La comunicazione del vino: passato, presente e possibili scenari futuri – Prima parte

La comunicazione del vino tra gli anni Ottanta e Novanta del Novecento

Introduzione

Da sempre il vino presenta attributi intangibili oltre a quelli sostanziali di bevanda alimentare: dalle citazioni riportate nel Vecchio e nel Nuovo Testamento, fino ad arrivare ai più recenti fenomeni di diffusione ‘planetaria’ di alcune tipologie di vino, come ad esempio lo Champagne nel periodo della Belle Époque, si riscontrano elementi di coinvolgimento emozionale del fruitore che esulano dalla semplice esigenza nutrizionale.

Negli ultimi due decenni poi, si è assistito ad una crescente domanda di ‘cultura del vino’ da parte del pubblico, che difficilmente trova eguali in altri settori della gamma dei prodotti destinati all’alimentazione umana.

Di conseguenza, se da un lato il messaggio culturale di questo prodotto è cambiato, dall’altro la comunicazione del ‘prodotto vino’ ha fatto altrettanto, mettendo in condizione gli attori principali di questo settore a ricercare ruoli diversi, per favorire una tipologia di messaggio più adeguata con i tempi.

Abbiamo sinteticamente analizzato qual è stata l’evoluzione della comunicazione del vino in Italia degli ultimi quattro decenni e, in base a questo orientamento, quali tendenze questa comunicazione potrebbe avere in un futuro prossimo.

Nello specifico, abbiamo analizzato la comunicazione del vino senza vincolarla nello stretto contesto del marketing, ma con l’intento di valutarla in un’ottica più ampia.

Con questo primo contributo abbiamo preso in considerazione la comunicazione del vino dell’ultimo ventennio del secolo scorso, caratterizzato da una comunicazione che avveniva essenzialmente attraverso i canali tradizionali; oltretutto, un periodo storico che ha anche visto lo sviluppo della critica enogastronomica in generale ed enologica in particolare: e partiamo proprio da questo aspetto.

L’apporto del giornalismo enogastronomico nella comunicazione del vino

Il giornalismo enogastronomico del Novecento ha in un certo senso fissato le basi di quella che successivamente sarebbe diventata la più specifica e autonoma comunicazione del vino.

Un file rouge lega una serie di raccolte di articoli pubblicati su quotidiani o periodici e successivamente trasformati in libri: si parte da “Il ghiottone errante“ di Paolo Monelli pubblicato negli anni Trenta, che di fatto inaugura la critica enogastronomica italiana, descrivendo la cucina e il vino della provincia italiana attraverso una serie di viaggi compiuti dall’Autore.

Con “Vino al vino”, pubblicato nel 1977, Mario Soldati pubblica un’opera nata a seguito di tre viaggi compiuti nel 1968, nel ’70 e nel ’75 alla scoperta dei vini italiani, o meglio alla scoperta del rapporto che questi vini hanno con il loro territorio di origine e le relative sfaccettature sociali e culturali, che lo stesso autore sintetizza come segue:

“Il vino è come la poesia, che si gusta meglio, e che si capisce davvero, soltanto quando si studia la vita, le altre opere, il carattere del poeta, quando si entra in confidenza con l’ambiente dove è nato, con la sua educazione, con il suo mondo.
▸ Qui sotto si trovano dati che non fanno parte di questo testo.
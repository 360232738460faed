pub mod error;
pub mod events;
pub mod fallback;
pub mod health;
pub mod rsvp;

pub use error::AppError;
//! Key-value store backend implementations.
//!
//! This module provides concrete implementations of
//! `rsvpsync_core::store::KvStore`. The backend is selected at compile time
//! via feature flags.
//!
//! # Feature Flags
//!
//! - `memory` (default): process-local map, lost on restart
//! - `sqlite`: single `kv` table in a SQLite file
//! - `redis`: plain Redis strings, compare-and-swap through a Lua script
//!
//! These features are mutually exclusive.

#[cfg(all(feature = "memory", feature = "sqlite"))]
compile_error!(
    "Features 'memory' and 'sqlite' are mutually exclusive. \
    Enable only one store backend at a time."
);

#[cfg(all(feature = "memory", feature = "redis"))]
compile_error!(
    "Features 'memory' and 'redis' are mutually exclusive. \
    Enable only one store backend at a time."
);

#[cfg(all(feature = "sqlite", feature = "redis"))]
compile_error!(
    "Features 'sqlite' and 'redis' are mutually exclusive. \
    Enable only one store backend at a time."
);

#[cfg(not(any(feature = "memory", feature = "sqlite", feature = "redis")))]
compile_error!(
    "No store backend selected. Enable 'memory', 'sqlite' or 'redis' feature. \
    Example: cargo build -p rsvpsync --no-default-features --features sqlite"
);

#[cfg(any(test, feature = "memory"))]
pub mod memory;

#[cfg(feature = "sqlite")]
pub mod sqlite;

#[cfg(feature = "redis")]
pub mod redis_impl;

#[cfg(any(test, feature = "memory"))]
pub use memory::MemoryStore;

#[cfg(feature = "sqlite")]
pub use sqlite::SqliteStore;

#[cfg(feature = "redis")]
pub use redis_impl::RedisStore;
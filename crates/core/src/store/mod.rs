mod error;
mod keys;
mod traits;

pub use error::{Result, StoreError};
pub use keys::{LEDGER_KEY, TOKEN_KEY};
pub use traits::{CasOutcome, KvStore};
La nobiltà del vino è proprio questa: che non è mai un soggetto staccato e astratto, che possa essere giudicato bevendo un bicchiere, o due o tre, di una bottiglia che viene da un luogo dove non siamo mai stati.”
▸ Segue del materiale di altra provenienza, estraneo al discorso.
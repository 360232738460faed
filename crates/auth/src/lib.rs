//! Meetup OAuth for rsvpsync.
//!
//! This crate provides:
//! - The refresh-token grant against the Meetup token endpoint
//! - A store-backed access token cache with a 60 second skew buffer
//! - A counting mock issuer for tests (behind the `mock` feature)

mod cache;
mod config;
mod error;
mod providers;

pub use cache::TokenCache;
pub use config::{OAuthConfig, DEFAULT_TOKEN_URL};
pub use error::ConfigError;
#[cfg(any(test, feature = "mock"))]
pub use providers::MockIssuer;
pub use providers::RefreshTokenIssuer;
A un giornalista sportivo per eccellenza, Gianni Brera, spetta la staffetta successiva.

Luciano Bianciardi diceva di lui: “Gianni Brera è più bravo come scrittore. Poi viene il gastronomo. Ultimo il giornalista”.
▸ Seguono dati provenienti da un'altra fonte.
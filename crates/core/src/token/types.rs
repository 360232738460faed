use std::fmt;

use serde::{Deserialize, Serialize};

/// A bearer credential together with its absolute expiry.
///
/// Persisted as `{"token": "...", "expires": <epoch seconds>}`.
#[derive(Clone, PartialEq, Eq, Serialize, Deserialize)]
pub struct AccessToken {
    #[serde(rename = "token")]
    pub value: String,
    #[serde(rename = "expires")]
    pub expires_at: i64,
}

impl AccessToken {
    pub fn new(value: impl Into<String>, expires_at: i64) -> Self {
        Self {
            value: value.into(),
            expires_at,
        }
    }
}

impl fmt::Debug for AccessToken {
    fn fmt(&self, f: &mut fmt::Formatter<'_>) -> fmt::Result {
        f.debug_struct("AccessToken")
            .field("value", &"<redacted>")
            .field("expires_at", &self.expires_at)
            .finish()
    }
}

/// Successful body of an OAuth refresh-token grant.
#[derive(Clone, Deserialize)]
pub struct TokenGrant {
    pub access_token: String,
    /// Lifetime of the access token in seconds.
    pub expires_in: i64,
    #[serde(default)]
    pub token_type: Option<String>,
    #[serde(default)]
    pub refresh_token: Option<String>,
}

impl fmt::Debug for TokenGrant {
    fn fmt(&self, f: &mut fmt::Formatter<'_>) -> fmt::Result {
        f.debug_struct("TokenGrant")
            .field("access_token", &"<redacted>")
            .field("expires_in", &self.expires_in)
            .field("token_type", &self.token_type)
            .field(
                "refresh_token",
                &self.refresh_token.as_ref().map(|_| "<redacted>"),
            )
            .finish()
    }
}
use std::collections::BTreeMap;

use serde::{Deserialize, Serialize};

/// A validated RSVP: a non-blank event id and a trimmed, non-blank name.
///
/// Only [`validate_rsvp`](super::validate_rsvp) constructs these.
#[derive(Debug, Clone, PartialEq, Eq)]
pub struct Rsvp {
    pub(crate) event_id: String,
    pub(crate) name: String,
}

impl Rsvp {
    pub fn event_id(&self) -> &str {
        &self.event_id
    }

    pub fn name(&self) -> &str {
        &self.name
    }
}

/// Result of appending a name to the ledger.
#[derive(Debug, Clone, Copy, PartialEq, Eq)]
pub enum AppendOutcome {
    /// The name was new for this event and has been appended.
    Added,
    /// The name was already recorded; the document is unchanged.
    AlreadyPresent,
}

impl AppendOutcome {
    pub fn is_added(&self) -> bool {
        matches!(self, AppendOutcome::Added)
    }
}

/// The whole ledger: event id to attendee names in insertion order.
///
/// Serialized as a plain JSON object, `{"<event_id>": ["name", ...]}`.
#[derive(Debug, Clone, Default, PartialEq, Eq, Serialize, Deserialize)]
#[serde(transparent)]
pub struct LedgerDocument(BTreeMap<String, Vec<String>>);

impl LedgerDocument {
    pub fn new() -> Self {
        Self::default()
    }

    /// Names recorded for `event_id`, empty if the event has no entry.
    pub fn names(&self, event_id: &str) -> &[String] {
        self.0.get(event_id).map(Vec::as_slice).unwrap_or_default()
    }

    /// Appends the RSVP's name unless the event already lists it.
    pub fn append(&mut self, rsvp: &Rsvp) -> AppendOutcome {
        let names = self.0.entry(rsvp.event_id.clone()).or_default();

        if names.iter().any(|existing| existing == &rsvp.name) {
            return AppendOutcome::AlreadyPresent;
        }

        names.push(rsvp.name.clone());
        AppendOutcome::Added
    }

    pub fn iter(&self) -> impl Iterator<Item = (&str, &[String])> {
        self.0.iter().map(|(id, names)| (id.as_str(), names.as_slice()))
    }

    /// Number of events with at least one entry.
    pub fn len(&self) -> usize {
        self.0.len()
    }

    pub fn is_empty(&self) -> bool {
        self.0.is_empty()
    }

    pub(crate) fn as_map(&self) -> &BTreeMap<String, Vec<String>> {
        &self.0
    }
}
In una breve testimonianza scritta del 1986 dal titolo “Così si beve il vino”, il cui dattiloscritto è deposto presso la Fondazione Mondadori di Milano e pubblicato successivamente da De Piante Editore, è racchiuso il suo rapporto con questo mondo: la caratteristica prosa di Brera colorata di neologismi si snoda tra aforismi, consigli di abbinamenti e vere e proprie indicazioni su come degustare il vino.

Infatti, in base alle indicazioni dell’Autore, il vino si beve ‘alla Brera’ in tre tempi ben precisi: “va odorato con un lieve moto circolare del bicchiere”, dopo “lo si accosta lentamente alle labbra e si alza in modo che la lingua ne sia ragionevolmente bagnata”, per poi “quando si sia definita la classe del vino, allora non bisogna indugiare troppo”.

Ma il vero passaggio di testimone tra Gianni Brera e colui che interpreterà al meglio la comunicazione enologica a cavallo del secolo, Luigi Veronelli, è “La Pacciada”, un libro scritto a quattro mani dai due Autori e pubblicato nel 1973: un viaggio alla scoperta delle radici enogastronomiche della Lombardia, con gli inevitabili risvolti culturali, storici, sociali e delle tradizioni della terra lombarda.

Proprio di quel periodo è il ‘Catalogo Bolaffi dei vini d’Italia n.2’, edito da Giulio Bolaffi nel 1972, che costituisce uno dei pochi punti di riferimento nella divulgazione vitivinicola del tempo: iniziativa editoriale, questa, che si deve alla lungimiranza Luigi Veronelli.

Ampia ed approfondita sarà la sua attività pubblicistica nel settore enogastronomico, con specifici approfondimenti nel settore del vino: dai cataloghi dei vini italiani e internazionali, a quelli sugli spumanti e le grappe; nel 1989 fonda la Veronelli Editore “col puntuale obiettivo di approfondire la classificazione dell’immenso patrimonio gastronomico nazionale e contribuire ad accrescere la conoscenza delle attrattive turistiche del paese più bello del mondo”.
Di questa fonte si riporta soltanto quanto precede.